Sopravvive il più Adatto.
Quello, cioè, che si adatta meglio alle circostanze esterne. Quello più flessibile. Questa intuizione, che Darwin applicò alla Natura, in realtà si applica benissimo anche alla Società.
Fra gli uomini ci sono tre categorie di persone che sanno adattarsi alle circostanze. I Parassiti perché, per definizione, la loro sopravvivenza dipende dalla capacità di adattarsi agli “ospiti”. Gli Eroi, perché il loro eroismo nasce con, e dipende dalle circostanze esterne. Gli Artisti, perché appartengono ad una dimensione diversa da quella del quotidiano e non si interessano delle circostanze esterne se non in funzione della loro arte.

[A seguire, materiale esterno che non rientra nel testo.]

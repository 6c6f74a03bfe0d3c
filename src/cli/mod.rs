//! CLI command handling
//!
//! Dispatches CLI commands to the registry, the cleaner and the scenario
//! loader, and formats their output.

use std::sync::Arc;

use colored::Colorize;

use crate::commands::{Commands, InstanceCommands};
use crate::common::config::Config;
use crate::common::Result;
use crate::infra::{
    Cleaner, CleanupOptions, CleanupReport, InstanceRegistry, InstanceStatus, PortSet,
    SystemCommandRunner,
};
use crate::scenario::{load_scenarios, Scenario};

/// Dispatch a CLI command
pub async fn dispatch(command: Commands, config: &Config) -> Result<()> {
    let registry = InstanceRegistry::from_config(&config.instances);

    match command {
        Commands::Ports { id, json } => {
            let ports = registry.ports(id)?;
            if json {
                println!("{}", serde_json::to_string_pretty(&ports)?);
            } else {
                print_ports(id, &ports);
            }
            Ok(())
        }

        Commands::Instances(cmd) => match cmd {
            InstanceCommands::List { json } => {
                let instances = registry.list()?;
                if json {
                    println!("{}", serde_json::to_string_pretty(&instances)?);
                } else {
                    print_instances(&instances, registry.available_count()?, registry.max_instances());
                }
                Ok(())
            }

            InstanceCommands::Acquire => {
                let record = registry.acquire()?;
                println!("{} Acquired instance {}", "✓".green(), record.id);
                print_ports(i64::from(record.id), &record.ports);
                Ok(())
            }

            InstanceCommands::Release { id } => {
                if registry.release(id)? {
                    println!("{} Released instance {}", "✓".green(), id);
                } else {
                    println!("Instance {} was not registered", id);
                }
                Ok(())
            }

            InstanceCommands::CleanStale => {
                let cleaned = registry.clean_stale()?;
                if cleaned.is_empty() {
                    println!("No stale instances");
                } else {
                    let ids: Vec<String> = cleaned.iter().map(|id| id.to_string()).collect();
                    println!("{} Removed stale instances: {}", "✓".green(), ids.join(", "));
                }
                Ok(())
            }
        },

        Commands::Cleanup {
            instance,
            dry_run,
            json,
        } => {
            let cleaner = Cleaner::new(Arc::new(SystemCommandRunner), Arc::new(registry));
            let options = CleanupOptions { dry_run };
            let report = match instance {
                Some(id) => cleaner.cleanup_instance(id, options).await?,
                None => cleaner.cleanup_all(options).await?,
            };
            if json {
                println!("{}", serde_json::to_string_pretty(&report)?);
            } else {
                print_cleanup(&report);
            }
            Ok(())
        }

        Commands::Check { files } => {
            let scenarios = load_scenarios(&files)?;
            for scenario in &scenarios {
                print_scenario(scenario);
            }
            println!(
                "\n{} {} scenario(s) loaded",
                "✓".green().bold(),
                scenarios.len()
            );
            Ok(())
        }
    }
}

fn print_ports(id: i64, ports: &PortSet) {
    println!("Instance {}:", id.to_string().bold());
    println!("  db:           {}", ports.db);
    println!("  api:          {}", ports.api);
    println!("  vector store: {}", ports.vector_store);
    println!("  tunnel:       {}", ports.tunnel);
}

fn print_instances(instances: &[InstanceStatus], available: u32, max: u32) {
    if instances.is_empty() {
        println!("No instances registered");
    } else {
        println!("Instances:");
        for status in instances {
            let record = &status.record;
            let state = if status.stale {
                "stale".yellow()
            } else {
                "active".green()
            };
            println!(
                "  #{} [{}] pid {} since {} (db {}, api {})",
                record.id,
                state,
                record.owner_pid,
                record.started_at.format("%Y-%m-%d %H:%M:%S UTC"),
                record.ports.db,
                record.ports.api
            );
        }
    }
    println!("{} of {} slots available", available, max);
}

fn print_cleanup(report: &CleanupReport) {
    let verb = if report.dry_run { "Would remove" } else { "Removed" };
    for resource in &report.resources {
        println!("  {} {} {}", "-".dimmed(), resource.kind, resource.name);
    }

    let counts = [
        ("sessions", report.sessions_killed),
        ("processes", report.processes_killed),
        ("compose projects", report.compose_projects_removed),
        ("containers", report.containers_removed),
        ("state dirs", report.state_dirs_removed),
        ("registry entries", report.registry_entries_cleared),
    ];
    let summary: Vec<String> = counts
        .iter()
        .filter(|(_, n)| *n > 0)
        .map(|(what, n)| format!("{} {}", n, what))
        .collect();

    if summary.is_empty() {
        println!("Nothing to clean up");
    } else {
        println!("{} {}: {}", "✓".green(), verb, summary.join(", "));
    }

    for error in &report.errors {
        println!("  {} {}", "✗".red(), error);
    }
}

fn print_scenario(scenario: &Scenario) {
    println!("{} {}", scenario.id.bold(), scenario.display_name().dimmed());
    if !scenario.setup.is_empty() {
        println!("  setup: {} insert(s)", scenario.setup.len());
    }
    for (i, step) in scenario.steps.iter().enumerate() {
        match step.label() {
            Some(label) => println!("  {}. {} {}", i + 1, step.kind(), label),
            None => println!("  {}. {}", i + 1, step.kind()),
        }
    }
}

Parassiti, Eroi e Artisti ci saranno sempre, e sempre si scambieranno i ruoli. Pensate, per esempio, alla coppia Sordi-Gasman ne “La Grande Guerra”: è la storia di due Parassiti che diventano Eroi. Forse il loro eroismo era già implicito nel loro parassitismo: essi si adattavano ad una guerra che non capivano ed alla quale erano totalmente estranei. A pensarci bene, il loro cercare di sopravvivere in quella follia, ha già in sé qualcosa di eroico.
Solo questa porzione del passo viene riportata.